* **What the task requires**
Scan the listing below. Copy each line that contains "NotionError".
----
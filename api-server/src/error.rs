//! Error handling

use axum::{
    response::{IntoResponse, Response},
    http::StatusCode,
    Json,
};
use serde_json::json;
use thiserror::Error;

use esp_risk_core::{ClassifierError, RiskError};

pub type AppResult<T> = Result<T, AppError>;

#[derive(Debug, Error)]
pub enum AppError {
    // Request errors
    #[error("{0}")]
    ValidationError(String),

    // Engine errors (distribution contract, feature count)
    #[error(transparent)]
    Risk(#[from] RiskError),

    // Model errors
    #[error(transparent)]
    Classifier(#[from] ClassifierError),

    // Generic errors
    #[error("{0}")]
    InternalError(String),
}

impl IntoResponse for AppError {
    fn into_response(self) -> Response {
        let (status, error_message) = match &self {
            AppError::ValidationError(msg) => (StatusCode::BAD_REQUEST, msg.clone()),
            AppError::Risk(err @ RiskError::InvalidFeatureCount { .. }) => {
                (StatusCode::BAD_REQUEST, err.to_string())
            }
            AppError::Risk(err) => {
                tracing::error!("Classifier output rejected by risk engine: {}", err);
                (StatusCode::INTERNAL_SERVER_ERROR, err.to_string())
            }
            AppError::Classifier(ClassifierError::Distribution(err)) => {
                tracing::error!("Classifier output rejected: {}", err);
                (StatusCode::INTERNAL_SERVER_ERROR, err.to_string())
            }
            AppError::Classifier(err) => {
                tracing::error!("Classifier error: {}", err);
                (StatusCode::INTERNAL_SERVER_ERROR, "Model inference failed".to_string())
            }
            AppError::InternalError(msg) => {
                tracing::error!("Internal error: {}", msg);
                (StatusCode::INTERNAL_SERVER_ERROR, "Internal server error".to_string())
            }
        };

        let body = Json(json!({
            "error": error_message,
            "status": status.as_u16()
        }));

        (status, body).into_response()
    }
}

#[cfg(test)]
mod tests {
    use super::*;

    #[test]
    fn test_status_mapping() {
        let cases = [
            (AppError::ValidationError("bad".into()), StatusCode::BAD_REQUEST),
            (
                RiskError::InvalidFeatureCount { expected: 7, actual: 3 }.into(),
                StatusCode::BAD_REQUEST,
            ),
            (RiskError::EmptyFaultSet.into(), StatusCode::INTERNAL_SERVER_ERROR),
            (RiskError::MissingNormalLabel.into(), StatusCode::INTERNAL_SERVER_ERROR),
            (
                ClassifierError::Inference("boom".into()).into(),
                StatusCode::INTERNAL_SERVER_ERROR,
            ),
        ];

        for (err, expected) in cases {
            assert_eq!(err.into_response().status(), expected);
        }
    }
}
----
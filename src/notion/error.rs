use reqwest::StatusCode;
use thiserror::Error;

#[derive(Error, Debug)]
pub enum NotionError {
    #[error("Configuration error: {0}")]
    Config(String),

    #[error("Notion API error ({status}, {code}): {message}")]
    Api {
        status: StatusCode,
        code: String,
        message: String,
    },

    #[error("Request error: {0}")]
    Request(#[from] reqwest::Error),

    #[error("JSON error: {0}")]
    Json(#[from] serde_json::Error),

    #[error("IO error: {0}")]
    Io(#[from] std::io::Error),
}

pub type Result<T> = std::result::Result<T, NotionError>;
----
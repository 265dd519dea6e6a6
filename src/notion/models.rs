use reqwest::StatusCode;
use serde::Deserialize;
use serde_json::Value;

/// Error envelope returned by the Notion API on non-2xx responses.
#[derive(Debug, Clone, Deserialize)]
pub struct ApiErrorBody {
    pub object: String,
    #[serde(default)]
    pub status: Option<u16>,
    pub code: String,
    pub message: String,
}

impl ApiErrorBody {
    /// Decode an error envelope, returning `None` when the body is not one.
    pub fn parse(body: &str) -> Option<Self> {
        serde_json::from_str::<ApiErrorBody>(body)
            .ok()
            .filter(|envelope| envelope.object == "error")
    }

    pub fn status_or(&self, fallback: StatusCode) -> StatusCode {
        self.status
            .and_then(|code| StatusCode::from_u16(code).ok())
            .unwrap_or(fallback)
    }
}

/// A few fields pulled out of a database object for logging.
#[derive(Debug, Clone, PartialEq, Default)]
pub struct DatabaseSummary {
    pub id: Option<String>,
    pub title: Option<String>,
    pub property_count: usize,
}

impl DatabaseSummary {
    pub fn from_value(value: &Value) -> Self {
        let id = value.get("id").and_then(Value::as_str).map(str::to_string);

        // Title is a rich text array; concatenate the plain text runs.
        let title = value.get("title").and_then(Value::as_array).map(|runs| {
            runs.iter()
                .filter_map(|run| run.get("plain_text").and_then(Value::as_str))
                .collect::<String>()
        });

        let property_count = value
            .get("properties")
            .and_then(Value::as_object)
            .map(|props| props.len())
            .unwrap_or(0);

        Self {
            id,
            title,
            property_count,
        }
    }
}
----
* **Completed task**
pub enum NotionError {
pub type Result<T> = std::result::Result<T, NotionError>;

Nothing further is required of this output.